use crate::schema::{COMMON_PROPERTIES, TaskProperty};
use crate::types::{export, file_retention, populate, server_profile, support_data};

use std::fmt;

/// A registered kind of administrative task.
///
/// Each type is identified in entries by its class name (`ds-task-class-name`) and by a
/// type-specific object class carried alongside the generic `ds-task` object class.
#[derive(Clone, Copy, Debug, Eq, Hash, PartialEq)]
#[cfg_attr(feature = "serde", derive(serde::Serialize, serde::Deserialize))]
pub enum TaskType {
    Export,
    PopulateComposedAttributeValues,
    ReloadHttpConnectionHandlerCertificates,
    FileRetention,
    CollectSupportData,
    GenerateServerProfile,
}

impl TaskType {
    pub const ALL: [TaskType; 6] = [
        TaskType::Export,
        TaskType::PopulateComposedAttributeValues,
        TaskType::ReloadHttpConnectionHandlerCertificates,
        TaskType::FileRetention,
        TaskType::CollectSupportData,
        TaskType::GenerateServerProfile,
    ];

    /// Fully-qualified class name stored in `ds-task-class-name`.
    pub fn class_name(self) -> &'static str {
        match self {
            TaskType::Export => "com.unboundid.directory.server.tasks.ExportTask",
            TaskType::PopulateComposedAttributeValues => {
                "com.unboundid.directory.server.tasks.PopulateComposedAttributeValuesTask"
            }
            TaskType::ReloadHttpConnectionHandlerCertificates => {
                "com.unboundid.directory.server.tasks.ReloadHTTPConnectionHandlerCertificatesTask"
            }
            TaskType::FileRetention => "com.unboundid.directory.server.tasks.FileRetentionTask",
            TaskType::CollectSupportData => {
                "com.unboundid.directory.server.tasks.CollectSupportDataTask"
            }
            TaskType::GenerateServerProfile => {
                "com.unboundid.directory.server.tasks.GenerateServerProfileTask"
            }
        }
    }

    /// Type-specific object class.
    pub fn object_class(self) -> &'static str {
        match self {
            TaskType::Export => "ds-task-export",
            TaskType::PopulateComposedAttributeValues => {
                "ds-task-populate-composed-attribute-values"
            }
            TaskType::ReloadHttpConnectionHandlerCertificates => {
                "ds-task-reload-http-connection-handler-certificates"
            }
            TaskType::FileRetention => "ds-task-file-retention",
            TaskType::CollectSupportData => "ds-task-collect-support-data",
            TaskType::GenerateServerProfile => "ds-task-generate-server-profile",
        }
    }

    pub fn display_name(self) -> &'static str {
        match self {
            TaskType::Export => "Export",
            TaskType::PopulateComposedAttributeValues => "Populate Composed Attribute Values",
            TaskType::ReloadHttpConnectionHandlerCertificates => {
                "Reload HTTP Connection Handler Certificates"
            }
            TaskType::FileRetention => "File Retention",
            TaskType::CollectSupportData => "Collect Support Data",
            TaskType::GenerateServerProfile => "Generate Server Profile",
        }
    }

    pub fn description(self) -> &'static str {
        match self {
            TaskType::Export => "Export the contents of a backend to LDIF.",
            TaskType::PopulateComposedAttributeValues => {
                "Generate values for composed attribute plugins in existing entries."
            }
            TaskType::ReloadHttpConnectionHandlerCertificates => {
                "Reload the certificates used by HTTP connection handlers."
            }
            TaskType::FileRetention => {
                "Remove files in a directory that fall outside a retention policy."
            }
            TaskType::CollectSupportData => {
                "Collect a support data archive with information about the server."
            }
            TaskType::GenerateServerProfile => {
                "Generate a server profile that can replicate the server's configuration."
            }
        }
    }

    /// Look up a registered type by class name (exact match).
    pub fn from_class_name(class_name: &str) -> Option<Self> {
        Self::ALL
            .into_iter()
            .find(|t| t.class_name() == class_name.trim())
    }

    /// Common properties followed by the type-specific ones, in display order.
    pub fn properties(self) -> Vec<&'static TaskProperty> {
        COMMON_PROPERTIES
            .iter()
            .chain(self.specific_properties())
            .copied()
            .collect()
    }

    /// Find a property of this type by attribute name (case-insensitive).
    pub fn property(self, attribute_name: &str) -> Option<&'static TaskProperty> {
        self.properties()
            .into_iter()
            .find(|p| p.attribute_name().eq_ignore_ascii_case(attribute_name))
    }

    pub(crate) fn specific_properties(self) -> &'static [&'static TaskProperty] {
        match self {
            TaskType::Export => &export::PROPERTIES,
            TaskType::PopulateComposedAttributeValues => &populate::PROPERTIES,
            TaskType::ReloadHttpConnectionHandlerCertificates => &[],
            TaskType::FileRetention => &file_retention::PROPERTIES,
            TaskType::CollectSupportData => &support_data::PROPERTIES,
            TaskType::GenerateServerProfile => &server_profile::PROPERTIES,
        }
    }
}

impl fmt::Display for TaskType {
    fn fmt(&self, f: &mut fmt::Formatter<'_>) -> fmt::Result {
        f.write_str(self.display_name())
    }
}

Work instructions –
Go through the records and set every one down exactly.

Result of this task –
use crate::schema::{COMMON_PROPERTIES, TaskProperty};
use crate::types::{export, file_retention, populate, server_profile, support_data};

use std::fmt;

/// A registered kind of administrative task.
///
/// Each type is identified in entries by its class name (`ds-task-class-name`) and by a
/// type-specific object class carried alongside the generic `ds-task` object class.
#[derive(Clone, Copy, Debug, Eq, Hash, PartialEq)]
#[cfg_attr(feature = "serde", derive(serde::Serialize, serde::Deserialize))]
pub enum TaskType {
    Export,
    PopulateComposedAttributeValues,
    ReloadHttpConnectionHandlerCertificates,
    FileRetention,
    CollectSupportData,
    GenerateServerProfile,
}

impl TaskType {
    pub const ALL: [TaskType; 6] = [
        TaskType::Export,
        TaskType::PopulateComposedAttributeValues,
        TaskType::ReloadHttpConnectionHandlerCertificates,
        TaskType::FileRetention,
        TaskType::CollectSupportData,
        TaskType::GenerateServerProfile,
    ];

    /// Fully-qualified class name stored in `ds-task-class-name`.
    pub fn class_name(self) -> &'static str {
        match self {
            TaskType::Export => "com.unboundid.directory.server.tasks.ExportTask",
            TaskType::PopulateComposedAttributeValues => {
                "com.unboundid.directory.server.tasks.PopulateComposedAttributeValuesTask"
            }
            TaskType::ReloadHttpConnectionHandlerCertificates => {
                "com.unboundid.directory.server.tasks.ReloadHTTPConnectionHandlerCertificatesTask"
            }
            TaskType::FileRetention => "com.unboundid.directory.server.tasks.FileRetentionTask",
            TaskType::CollectSupportData => {
                "com.unboundid.directory.server.tasks.CollectSupportDataTask"
            }
            TaskType::GenerateServerProfile => {
                "com.unboundid.directory.server.tasks.GenerateServerProfileTask"
            }
        }
    }

    /// Type-specific object class.
    pub fn object_class(self) -> &'static str {
        match self {
            TaskType::Export => "ds-task-export",
            TaskType::PopulateComposedAttributeValues => {
                "ds-task-populate-composed-attribute-values"
            }
            TaskType::ReloadHttpConnectionHandlerCertificates => {
                "ds-task-reload-http-connection-handler-certificates"
            }
            TaskType::FileRetention => "ds-task-file-retention",
            TaskType::CollectSupportData => "ds-task-collect-support-data",
            TaskType::GenerateServerProfile => "ds-task-generate-server-profile",
        }
    }

    pub fn display_name(self) -> &'static str {
        match self {
            TaskType::Export => "Export",
            TaskType::PopulateComposedAttributeValues => "Populate Composed Attribute Values",
            TaskType::ReloadHttpConnectionHandlerCertificates => {
                "Reload HTTP Connection Handler Certificates"
            }
            TaskType::FileRetention => "File Retention",
            TaskType::CollectSupportData => "Collect Support Data",
            TaskType::GenerateServerProfile => "Generate Server Profile",
        }
    }

    pub fn description(self) -> &'static str {
        match self {
            TaskType::Export => "Export the contents of a backend to LDIF.",
            TaskType::PopulateComposedAttributeValues => {
                "Generate values for composed attribute plugins in existing entries."
            }
            TaskType::ReloadHttpConnectionHandlerCertificates => {
                "Reload the certificates used by HTTP connection handlers."
            }
            TaskType::FileRetention => {
                "Remove files in a directory that fall outside a retention policy."
            }
            TaskType::CollectSupportData => {
                "Collect a support data archive with information about the server."
            }
            TaskType::GenerateServerProfile => {
                "Generate a server profile that can replicate the server's configuration."
            }
        }
    }

    /// Look up a registered type by class name (exact match).
    pub fn from_class_name(class_name: &str) -> Option<Self> {
        Self::ALL
            .into_iter()
            .find(|t| t.class_name() == class_name.trim())
    }

    /// Common properties followed by the type-specific ones, in display order.
    pub fn properties(self) -> Vec<&'static TaskProperty> {
        COMMON_PROPERTIES
            .iter()
            .chain(self.specific_properties())
            .copied()
            .collect()
    }

    /// Find a property of this type by attribute name (case-insensitive).
    pub fn property(self, attribute_name: &str) -> Option<&'static TaskProperty> {
        self.properties()
            .into_iter()
            .find(|p| p.attribute_name().eq_ignore_ascii_case(attribute_name))
    }

    pub(crate) fn specific_properties(self) -> &'static [&'static TaskProperty] {
        match self {
            TaskType::Export => &export::PROPERTIES,
            TaskType::PopulateComposedAttributeValues => &populate::PROPERTIES,
            TaskType::ReloadHttpConnectionHandlerCertificates => &[],
            TaskType::FileRetention => &file_retention::PROPERTIES,
            TaskType::CollectSupportData => &support_data::PROPERTIES,
            TaskType::GenerateServerProfile => &server_profile::PROPERTIES,
        }
    }
}

impl fmt::Display for TaskType {
    fn fmt(&self, f: &mut fmt::Formatter<'_>) -> fmt::Result {
        f.write_str(self.display_name())
    }
}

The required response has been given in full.